Texte et mise en scène de Jean-Michel Rabeux
D’après les mots d’Aglaé
Avec Claude Degliame

INFOS & RÉSERVATIONS

Théâtre du Rond-Point

2bis, avenue Franklin D. Roosevelt
75008 Paris
Réservation : 01 44 95 98 21
http://www.theatredurondpoint.fr
Du mardi au samedi à 20h30
Le dimanche à 15h30
ATTENTION: dernière, le 29 janvier

L'auteur

Auteur et metteur en scène de théâtre depuis quarante ans, Jean-Michel Rabeux, titulaire d’une licence de philosophie, a été successivement associé aux Scènes nationales des Gémeaux à Sceaux, de Cergy-Pontoise, de Villeneuve d’Ascq, dans la banlieue de Lille, et à la MC93 à Bobigny. Il a été aussi conseiller artistique pendant deux saisons au Théâtre de la Bastille. Il a écrit notamment « L’Éloge de la pornographie », « Légèrement sanglant », « Nous nous aimons tellement », « Déshabillages »…

Thème

Jean Michel Rabeux et la comédienne Claude Degliame ont rencontré à Marseille une prostituée de soixante-dix ans, toujours en activité, qui leur a raconté sa vie et son métier.
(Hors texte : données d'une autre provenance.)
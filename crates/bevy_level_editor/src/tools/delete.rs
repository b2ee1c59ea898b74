//! Delete tool

use bevy_level_core::find_group;

use super::PendingConfirmation;
use crate::EditorState;

impl EditorState {
    /// Remove the tile at `cell`.
    ///
    /// With `group` set the whole connected group goes, behind a confirmation
    /// when it has more than one member.
    pub(crate) fn delete_at(&mut self, cell: (i32, i32), group: bool) {
        if self.level.grid.occupied_cell(cell.0, cell.1).is_none() {
            return;
        }
        if group {
            if let Some(group) = find_group(&self.level.grid, cell.0, cell.1) {
                if group.len() > 1 {
                    self.request_delete(group.positions().collect());
                    return;
                }
            }
        }
        self.commit("Delete tile", |level| level.grid.remove(cell.0, cell.1));
    }

    /// Delete `cells`: immediately for one cell, behind a confirmation for more
    pub(crate) fn request_delete(&mut self, cells: Vec<(i32, i32)>) {
        match cells.as_slice() {
            [] => {}
            [(x, y)] => {
                let (x, y) = (*x, *y);
                self.commit("Delete tile", |level| level.grid.remove(x, y));
            }
            _ => {
                self.pending = Some(PendingConfirmation::GroupDelete { cells });
                self.frame.request();
            }
        }
    }

    /// Delete the current tile selection, or the selected object
    pub fn delete_selected(&mut self) {
        let cells = self.selection.cells();
        if !cells.is_empty() {
            self.request_delete(cells);
        } else if let Some(id) = self.selection.object {
            self.remove_object(id);
        }
    }
}
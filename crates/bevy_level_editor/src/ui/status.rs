//! Bottom status bar

use bevy_egui::egui;

use crate::storage::SaveStatus;
use crate::tools::PaintSource;
use crate::EditorState;

pub fn render_status_bar(ctx: &egui::Context, editor_state: &EditorState) {
    egui::TopBottomPanel::bottom("status_bar").show(ctx, |ui| {
        ui.horizontal(|ui| {
            ui.label(format!("Tool: {}", editor_state.tool().label()));
            let source = match editor_state.paint_source() {
                PaintSource::None => None,
                PaintSource::Tile(id) => Some(format!("tile {id}")),
                PaintSource::Pattern(id) => Some(format!("pattern {id}")),
                PaintSource::FillPattern(id) => Some(format!("fill {id}")),
            };
            if let Some(source) = source {
                ui.label(source);
            }
            ui.separator();
            ui.label(format!("Layer: {}", editor_state.selected_layer.label()));
            ui.separator();
            match editor_state.hover() {
                Some((x, y)) => ui.label(format!("Cell: {x}, {y}")),
                None => ui.label("Cell: -"),
            };
            ui.separator();
            ui.label(format!("Zoom: {:.0}%", editor_state.view.zoom * 100.0));

            let status = &editor_state.save_status;
            if *status != SaveStatus::Idle {
                ui.separator();
                match status {
                    SaveStatus::Failed(_) | SaveStatus::QuotaExceeded => {
                        ui.colored_label(egui::Color32::RED, status.label())
                    }
                    _ => ui.label(status.label()),
                };
            }
        });
    });
}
Ils ont porté ses mots sur le théâtre et l’ont baptisée Aglaé pour respecter son anonymat.

Points forts

1) Claude Degliame fait totalement corps – c’est le cas de le dire – avec son personnage. En petite nuisette et noirs croquenots, elle impose le personnage d’Aglaé avec une telle véracité qu’on a du mal à séparer le rôle de son interprète. Un très beau travail de comédienne.

2) L’originalité de ce texte, c’est qu’Aglaé a choisi délibérément ce métier. Elle dit être née pour lui et qu’il correspond pleinement et intimement à sa personnalité. Elle se revendique femme libre. En voilà une qui tapine loin des sentiers battus ! Elle n’en déteste pas moins les souteneurs et les lois.

3) Le spectacle est court, environ 1h10, et c’est une bonne idée. Bon nombre d’auteurs qui tirent à la ligne devraient s’inspirer du format retenu ici par Jean-Michel Rabeux.

Points faibles

1) Il ne suffit pas de poser des questions à une prostituée et de faire tourner un magnéto pour écrire un monologue de théâtre. Ce serait trop simple ! Le théâtre demande un décalage, une transposition, de la dramaturgie ou un enjeu artistique, un objectif intellectuel. Certes, ici, Jean-Michel Rabeux dispose d’un personnage original et de propos inattendus comme les affectionnent certaines émissions de télévision, genre « C’est mon choix ». Mais est-ce suffisant pour affronter la scène ?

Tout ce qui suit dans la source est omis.